Espacios. Espacios. Vol. 31 (1) 2010. Pág. 16

Propuesta de metodología de gestión de seguridad de las TIC’s para el sector universitario venezolano

Proposed methodology for management of the security for the information technology and communications ITC’s sector venezuelan university

Vidalina De Freitas*

Recibido: 15-09-09 - Aprobado: 01-08-09


Contenido


RESUMEN:
Con la era de la informática y las telecomunicaciones, los administradores o responsables de la seguridad de la información de las empresas y en particular de las universidades, deben enfrentar los desafíos que implica el mantener las operaciones de manera segura y eficiente de sus sistemas y activos en general. Cada día aumentan los incidentes de seguridad de la información convirtiéndose en una real amenaza para los administradores. El objetivo del presente artículo es presentar a la comunidad académica una metodología que ayude, a los administradores o responsables de las Tecnologías de la Información y las Comunicaciones (TIC’s), disminuir el riesgo asociado a sus activos, beneficiando de esta manera a las universidades en virtud que se obtiene una evaluación de la seguridad lo suficientemente adecuada, orientada a proponer recomendaciones para lograr el éxito del resguardo óptimo de sus activos. La metodología utilizada está fundamentada en investigaciones relacionadas con el tema, la norma ISO 27001:2005 y los estándares SSE_CMM, COBIT, ITIL, ISM3, CISSP CBK y Octave.
Palabras Clave: Seguridad, Resguardo de los activos de información, Gestión de Riesgos, Metodología.

ABSTRACT:
With the era of information technology and telecommunications, or managers responsibles for information security of enterprises and universities, must face the challenges of maintaining the operations safely and efficiently their systems and assets in general. Every day the increasing incidents of information security are becoming a real threat to administrators. The aim of this article is to present to the academic community a methodology that helps administrators or responsibles for Information Technology and Communications (ITC's), to reduce the risk associated with their assets, benefiting the universities since an enoughly advance security evaluation is obtained, targeted to propose recommendations for successful stewardship of the optimum of their assets. The methodology is based on research related to the topic, ISO 27001:2005 and the standards SSE_CMM, COBIT, ITIL, ISM3, CISSP CBK and Octave.
Key Word: Security, Safeguarding information assets, Risk Management, Methodology.

1. Introducción

Cada vez con más frecuencia las empresas se están apoyando en la automatización de los sistemas de información, en los avances de las comunicaciones y en la Internet, haciéndose más dependiente de la tecnología. Por lo que una interrupción en el funcionamiento de los sistemas informáticos de una empresa (originados por cualquier causa, tales como desastres naturales, interrupción de suministro eléctrico o entradas de virus, entre otros), afectaría directamente su funcionamiento o actividades.

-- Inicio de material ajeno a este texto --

//! 画像生成サービス連携モジュール
//!
//! `POST <base>/api/generate`（拠点は `/api/generate-location`）に
//! `{ appraiser|location: {...}, filename, customPrompt }` を送り、
//! レスポンスは共通パーサーで検証する。

use crate::error::{BackfillError, Result};
use async_trait::async_trait;
use image_backfill_common::prompts::DEFAULT_LOCATION_TYPE;
use image_backfill_common::{
    build_filename, build_prompt, parse_generate_response, Collection, GeneratedImage,
    LocationItem, WorkItem,
};
use serde_json::{Map, Value};
use std::time::Duration;

/// エラーメッセージに含めるレスポンス本文の最大文字数
const BODY_PREVIEW_CHARS: usize = 500;

/// 1件分の画像生成
#[async_trait]
pub trait ImageGenerator: Send + Sync {
    async fn generate(&self, item: &WorkItem) -> Result<GeneratedImage>;
}

/// サービスURLからエンドポイントを決定
///
/// `/api/` を含むURLはそのまま使い、ベースURLにはコレクションのパスを付ける。
pub fn resolve_endpoint(service_url: &str, collection: Collection) -> String {
    let base = service_url.trim().trim_end_matches('/');
    if base.contains("/api/") {
        base.to_string()
    } else {
        format!("{}{}", base, collection.endpoint_path())
    }
}

/// リクエストボディを構築
pub fn build_request_body(item: &WorkItem, epoch_ms: i64) -> Result<Value> {
    let collection = item.collection();

    let record = match item {
        WorkItem::Location(location) if location.kind.trim().is_empty() => {
            serde_json::to_value(LocationItem {
                kind: DEFAULT_LOCATION_TYPE.into(),
                ..location.clone()
            })?
        }
        _ => serde_json::to_value(item)?,
    };

    let mut body = Map::new();
    body.insert(collection.payload_key().into(), record);
    body.insert(
        "filename".into(),
        Value::String(build_filename(collection, item.id(), epoch_ms)),
    );
    body.insert("customPrompt".into(), Value::String(build_prompt(item)));
    Ok(Value::Object(body))
}

fn preview(text: &str) -> String {
    let trimmed = text.trim();
    if trimmed.chars().count() > BODY_PREVIEW_CHARS {
        let head: String = trimmed.chars().take(BODY_PREVIEW_CHARS).collect();
        format!("{}...", head)
    } else {
        trimmed.to_string()
    }
}

/// 1秒未満や端数はミリ秒で表示
fn describe_timeout(timeout: Duration) -> String {
    if timeout.subsec_millis() == 0 && timeout.as_secs() > 0 {
        format!("{}秒", timeout.as_secs())
    } else {
        format!("{}ミリ秒", timeout.as_millis())
    }
}

pub struct HttpImageGenerator {
    client: reqwest::Client,
    endpoint: String,
    timeout: Duration,
}

impl HttpImageGenerator {
    pub fn new(service_url: &str, collection: Collection, timeout: Duration) -> Result<Self> {
        let client = reqwest::Client::builder().timeout(timeout).build()?;
        Ok(Self {
            client,
            endpoint: resolve_endpoint(service_url, collection),
            timeout,
        })
    }

    pub fn endpoint(&self) -> &str {
        &self.endpoint
    }

    fn describe_transport_error(&self, error: &reqwest::Error) -> String {
        if error.is_timeout() {
            format!("タイムアウト ({})", describe_timeout(self.timeout))
        } else {
            format!("リクエスト失敗: {}", error)
        }
    }
}

#[async_trait]
impl ImageGenerator for HttpImageGenerator {
    async fn generate(&self, item: &WorkItem) -> Result<GeneratedImage> {
        let body = build_request_body(item, chrono::Utc::now().timestamp_millis())?;
        tracing::debug!(id = item.id(), endpoint = %self.endpoint, "requesting image");

        let response = self
            .client
            .post(&self.endpoint)
            .json(&body)
            .send()
            .await
            .map_err(|e| BackfillError::ApiCall(self.describe_transport_error(&e)))?;

        let status = response.status();
        let text = response
            .text()
            .await
            .map_err(|e| BackfillError::ApiCall(self.describe_transport_error(&e)))?;

        if !status.is_success() {
            return Err(BackfillError::ApiCall(format!("HTTP {}: {}", status, preview(&text))));
        }

        parse_generate_response(&text).map_err(|e| BackfillError::ApiParse(e.to_string()))
    }
}

#[cfg(test)]
mod tests {
    use super::*;
    use image_backfill_common::AppraiserItem;
    use serde_json::json;

    #[test]
    fn test_resolve_endpoint() {
        assert_eq!(
            resolve_endpoint("https://svc.example/", Collection::Appraisers),
            "https://svc.example/api/generate"
        );
        assert_eq!(
            resolve_endpoint("https://svc.example", Collection::Locations),
            "https://svc.example/api/generate-location"
        );
        assert_eq!(
            resolve_endpoint("http://localhost:3000/api/generate-with-filename", Collection::Appraisers),
            "http://localhost:3000/api/generate-with-filename"
        );
    }

    #[test]
    fn test_request_body_for_appraiser() {
        let item = WorkItem::Appraiser(AppraiserItem {
            id: "a1".into(),
            first_name: "Ann".into(),
            specialties: vec!["Antiques".into()],
            ..Default::default()
        });

        let body = build_request_body(&item, 1700000000000).unwrap();
        assert_eq!(body["appraiser"]["id"], json!("a1"));
        assert_eq!(body["appraiser"]["specialties"], json!(["Antiques"]));
        assert!(body["filename"].as_str().unwrap().starts_with("appraiser_a1_1700000000000_V"));
        assert!(body["customPrompt"].as_str().unwrap().contains("Antiques"));
        assert!(body.get("location").is_none());
    }

    #[test]
    fn test_request_body_location_defaults_type() {
        let item = WorkItem::Location(LocationItem {
            id: "l1".into(),
            name: "Gallery".into(),
            ..Default::default()
        });

        let body = build_request_body(&item, 1).unwrap();
        assert_eq!(body["location"]["type"], json!("Office"));
        assert!(body["filename"].as_str().unwrap().starts_with("location_l1_1_V"));
    }

    #[test]
    fn test_describe_timeout() {
        assert_eq!(describe_timeout(Duration::from_secs(60)), "60秒");
        assert_eq!(describe_timeout(Duration::from_millis(300)), "300ミリ秒");
        assert_eq!(describe_timeout(Duration::from_millis(1500)), "1500ミリ秒");
    }

    #[test]
    fn test_preview_truncates_long_body() {
        let long = "x".repeat(BODY_PREVIEW_CHARS + 10);
        let text = preview(&long);
        assert!(text.ends_with("..."));
        assert_eq!(text.chars().count(), BODY_PREVIEW_CHARS + 3);
    }
}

Las ventajas potenciales de estas tecnologías para una organización incluyen desde los beneficios de carácter operativo, como el aumento de la eficiencia (por ejemplo, automatización de procedimientos rutinarios), hasta los beneficios de carácter estratégico, como la mejora de los procesos empresariales (Pradas, 1999; Aguila, Padilla, Serarols y Veciana, 2001).

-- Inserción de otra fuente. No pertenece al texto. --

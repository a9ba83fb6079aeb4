//! レコードストアモジュール
//!
//! `{ <collection>: Record[] }` 形式のJSONファイルを読み書きし、
//! 生成結果を `id` で再結合して反映する。書き込み前には必ずバックアップを作成する。

pub mod backup;

use crate::error::{BackfillError, Result};
use image_backfill_common::{Collection, GenerationResult, Record};
use serde::Serialize;
use serde_json::{Map, Value};
use std::collections::{HashMap, HashSet};
use std::path::{Path, PathBuf};

/// 整形JSON（インデント2、末尾改行）で書き込む
pub fn write_json_pretty<T: Serialize>(path: &Path, value: &T) -> Result<()> {
    if let Some(parent) = path.parent().filter(|p| !p.as_os_str().is_empty()) {
        std::fs::create_dir_all(parent)?;
    }
    let mut content = serde_json::to_string_pretty(value)?;
    content.push('\n');
    std::fs::write(path, content)?;
    Ok(())
}

#[derive(Debug, Clone)]
pub struct RecordStore {
    path: PathBuf,
    collection: Collection,
    /// コレクション以外のトップレベルキーも保持する
    root: Map<String, Value>,
    records: Vec<Record>,
}

impl RecordStore {
    pub fn load(path: &Path, collection: Collection) -> Result<Self> {
        if !path.exists() {
            return Err(BackfillError::StoreNotFound(path.display().to_string()));
        }

        let content = std::fs::read_to_string(path)?;
        let value: Value = serde_json::from_str(&content)
            .map_err(|e| BackfillError::InvalidStore(format!("{}: {}", path.display(), e)))?;

        let Value::Object(mut root) = value else {
            return Err(Self::shape_error(path, collection));
        };

        let records = match root.get_mut(collection.key()).map(Value::take) {
            Some(Value::Array(values)) => values
                .into_iter()
                .enumerate()
                .map(|(i, v)| match v {
                    Value::Object(fields) => Ok(Record::new(fields)),
                    _ => Err(BackfillError::InvalidStore(format!(
                        "{}: {} の {} 件目がオブジェクトではありません",
                        path.display(),
                        collection.key(),
                        i + 1
                    ))),
                })
                .collect::<Result<Vec<_>>>()?,
            _ => return Err(Self::shape_error(path, collection)),
        };

        Ok(Self {
            path: path.to_path_buf(),
            collection,
            root,
            records,
        })
    }

    fn shape_error(path: &Path, collection: Collection) -> BackfillError {
        BackfillError::InvalidStore(format!(
            "{}: {{ \"{}\": [...] }} の形式が必要です",
            path.display(),
            collection.key()
        ))
    }

    pub fn collection(&self) -> Collection {
        self.collection
    }

    pub fn records(&self) -> &[Record] {
        &self.records
    }

    pub fn records_mut(&mut self) -> &mut [Record] {
        &mut self.records
    }

    /// ID導出に使う地域名（レコードの `city`、なければファイル名）
    fn locality_for(&self, record: &Record) -> String {
        let city = record.string_field("city");
        if !city.trim().is_empty() {
            return city;
        }
        self.path
            .file_stem()
            .map(|s| s.to_string_lossy().to_string())
            .unwrap_or_default()
    }

    /// レコードの識別子（IDがなければ決定的に導出）
    pub fn identity_of(&self, record: &Record) -> String {
        record.identity(&self.locality_for(record))
    }

    pub fn to_json(&self) -> Value {
        let mut root = self.root.clone();
        let records = self
            .records
            .iter()
            .map(|r| Value::Object(r.fields().clone()))
            .collect();
        root.insert(self.collection.key().into(), Value::Array(records));
        Value::Object(root)
    }

    pub fn save(&self) -> Result<()> {
        write_json_pretty(&self.path, &self.to_json())
    }
}

/// 反映結果
#[derive(Debug, Clone, Default, PartialEq)]
pub struct MergeOutcome {
    pub updated: usize,
    pub placeholders: usize,
    pub backup_path: Option<PathBuf>,
}

/// 生成結果をレコードストアへ反映
///
/// - 成功結果が1件もなければファイルには触れない（バックアップも作らない）
/// - ストアを読み直し、成功した `id → imageUrl` を適用
/// - `placeholder` 指定時は、失敗かつ画像なしのレコードに代替URLを設定
/// - 上書き前にバックアップを作成
pub fn merge_results(
    path: &Path,
    collection: Collection,
    results: &[GenerationResult],
    placeholder: Option<&str>,
) -> Result<MergeOutcome> {
    let successes: HashMap<&str, &str> = results
        .iter()
        .filter(|r| r.success)
        .filter_map(|r| r.image_url.as_deref().map(|url| (r.id.as_str(), url)))
        .collect();

    if successes.is_empty() {
        tracing::info!(store = %path.display(), "no successful results; store left untouched");
        return Ok(MergeOutcome::default());
    }

    let failed: HashSet<&str> = results
        .iter()
        .filter(|r| !r.success)
        .map(|r| r.id.as_str())
        .collect();

    let mut store = RecordStore::load(path, collection)?;
    let identities: Vec<String> = store.records().iter().map(|r| store.identity_of(r)).collect();

    let mut outcome = MergeOutcome::default();
    for (record, identity) in store.records_mut().iter_mut().zip(&identities) {
        if let Some(url) = successes.get(identity.as_str()) {
            if record.id().is_none() {
                record.set_id(identity);
            }
            if record.apply_image_url(url) {
                outcome.updated += 1;
            }
        } else if let Some(placeholder) = placeholder {
            if failed.contains(identity.as_str()) && record.needs_image() {
                record.migrate_legacy_image();
                if record.needs_image() {
                    record.apply_image_url(placeholder);
                    outcome.placeholders += 1;
                }
            }
        }
    }

    let backup_path = backup::create_backup(path)?;
    tracing::debug!(backup = %backup_path.display(), "backup created");
    store.save()?;

    outcome.backup_path = Some(backup_path);
    Ok(outcome)
}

Lo relacionado a la seguridad de los sistemas informáticos en el sector público es muy importante, dado que frecuentemente son parte de la infraestructura crítica, que tratan datos personales o sensitivos (Stoneburner, Goguen y Feringa, 2002).

Sin embargo, en los últimos años se ha visto un incremento en los ataques a los sistemas informáticos de las empresas. Estos ataques van dirigidos a empresas, instituciones y organizaciones públicas.

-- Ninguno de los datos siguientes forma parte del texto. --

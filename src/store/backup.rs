//! バックアップファイル管理
//!
//! 上書き直前のストアを `<path>.backup-<epoch_ms>.json` として複製する。
//! バックアップは手動復旧用で、パイプラインからは読み戻さない。

use crate::error::Result;
use std::ffi::OsString;
use std::path::{Path, PathBuf};
use walkdir::WalkDir;

const BACKUP_MARKER: &str = ".backup-";

#[derive(Debug, Clone, PartialEq)]
pub struct BackupInfo {
    pub path: PathBuf,
    pub epoch_ms: i64,
    pub size: u64,
}

fn file_name_of(path: &Path) -> OsString {
    path.file_name().map(OsString::from).unwrap_or_default()
}

/// バックアップファイルのパス
pub fn backup_path_for(path: &Path, epoch_ms: i64, sequence: usize) -> PathBuf {
    let mut name = file_name_of(path);
    if sequence == 0 {
        name.push(format!("{}{}.json", BACKUP_MARKER, epoch_ms));
    } else {
        name.push(format!("{}{}-{}.json", BACKUP_MARKER, epoch_ms, sequence));
    }
    path.with_file_name(name)
}

/// 現在のファイルをバックアップ
///
/// 同じミリ秒で既に存在する場合は連番を付ける。
pub fn create_backup(path: &Path) -> Result<PathBuf> {
    let epoch_ms = chrono::Utc::now().timestamp_millis();

    let mut sequence = 0;
    let mut backup = backup_path_for(path, epoch_ms, sequence);
    while backup.exists() {
        sequence += 1;
        backup = backup_path_for(path, epoch_ms, sequence);
    }

    std::fs::copy(path, &backup)?;
    Ok(backup)
}

fn parse_epoch(file_name: &str, prefix: &str) -> Option<i64> {
    let rest = file_name.strip_prefix(prefix)?.strip_suffix(".json")?;
    rest.split('-').next()?.parse().ok()
}

/// ストアのバックアップ一覧（新しい順）
pub fn list_backups(path: &Path) -> Result<Vec<BackupInfo>> {
    let dir = match path.parent() {
        Some(parent) if !parent.as_os_str().is_empty() => parent.to_path_buf(),
        _ => PathBuf::from("."),
    };
    if !dir.exists() {
        return Ok(Vec::new());
    }

    let prefix = format!("{}{}", file_name_of(path).to_string_lossy(), BACKUP_MARKER);

    let mut backups: Vec<BackupInfo> = WalkDir::new(&dir)
        .min_depth(1)
        .max_depth(1)
        .into_iter()
        .filter_map(|e| e.ok())
        .filter(|e| e.file_type().is_file())
        .filter_map(|entry| {
            let name = entry.file_name().to_string_lossy().to_string();
            let epoch_ms = parse_epoch(&name, &prefix)?;
            let size = entry.metadata().map(|m| m.len()).unwrap_or(0);
            Some(BackupInfo {
                path: entry.path().to_path_buf(),
                epoch_ms,
                size,
            })
        })
        .collect();

    backups.sort_by(|a, b| b.epoch_ms.cmp(&a.epoch_ms).then_with(|| b.path.cmp(&a.path)));
    Ok(backups)
}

Esto último se evidencia en un estudio realizado por Espiñeira, Sheldon y Asociados (2007) a 436 empresas venezolanas, donde las empresas encuestadas reportaron un incremento general de incidentes en relación con los resultados obtenidos en el año 2006, y que se corresponde con resultados en mediciones similares a nivel internacional.

Se evidencia que los métodos tradicionales de seguridad, generalmente, eran reactivos, ya hoy en día no son suficientes para combatir estos ataques organizados. Pudiéndose afirmar que la seguridad cobra cada día mayor importancia en el mundo de las empresas. Pero, la seguridad no debe ser percibida como una respuesta meramente tecnológica, más bien debe ser vista como una estrategia con visión global, que comprende el análisis de los procesos de la organización para determinar qué mecanismos se deben desplegar y dar apoyo a la táctica que se haya definido. Por lo tanto, se debe trabajar con un proceso estructurado apoyado en metodologías y estándares.

Para el año 2001, ya algunas organizaciones usaban procesos formales de gestión de riesgo en algunas partes de su negocio (Hoffman, 1998). Sin embargo, hoy en día, no se ha visto un incremento importante. Esta afirmación se evidencia en la encuesta realizada por Espiñeira, Sheldon y Asociados (2007), ya que sólo el 25% de las empresas encuestadas afirmó que las evaluaciones de Seguridad de Información (práctica de seguridad de activos de información) se realizan anualmente, mientras que el 44% las ejecuta eventualmente. Esta baja tasa de divulgación de tecnologías de la gestión de riesgo, se debe a tres razones principales (Kontio, 1997): falta de conocimiento sobre posibles métodos y herramientas, limitaciones prácticas y teóricas de los marcos de gestión de riesgos que entorpecen la facilidad de uso de estos métodos, y aún hoy en día, hay pocos informes con evaluaciones sistemáticas o científicas que proporcionen feedback empírico sobre su viabilidad y beneficios.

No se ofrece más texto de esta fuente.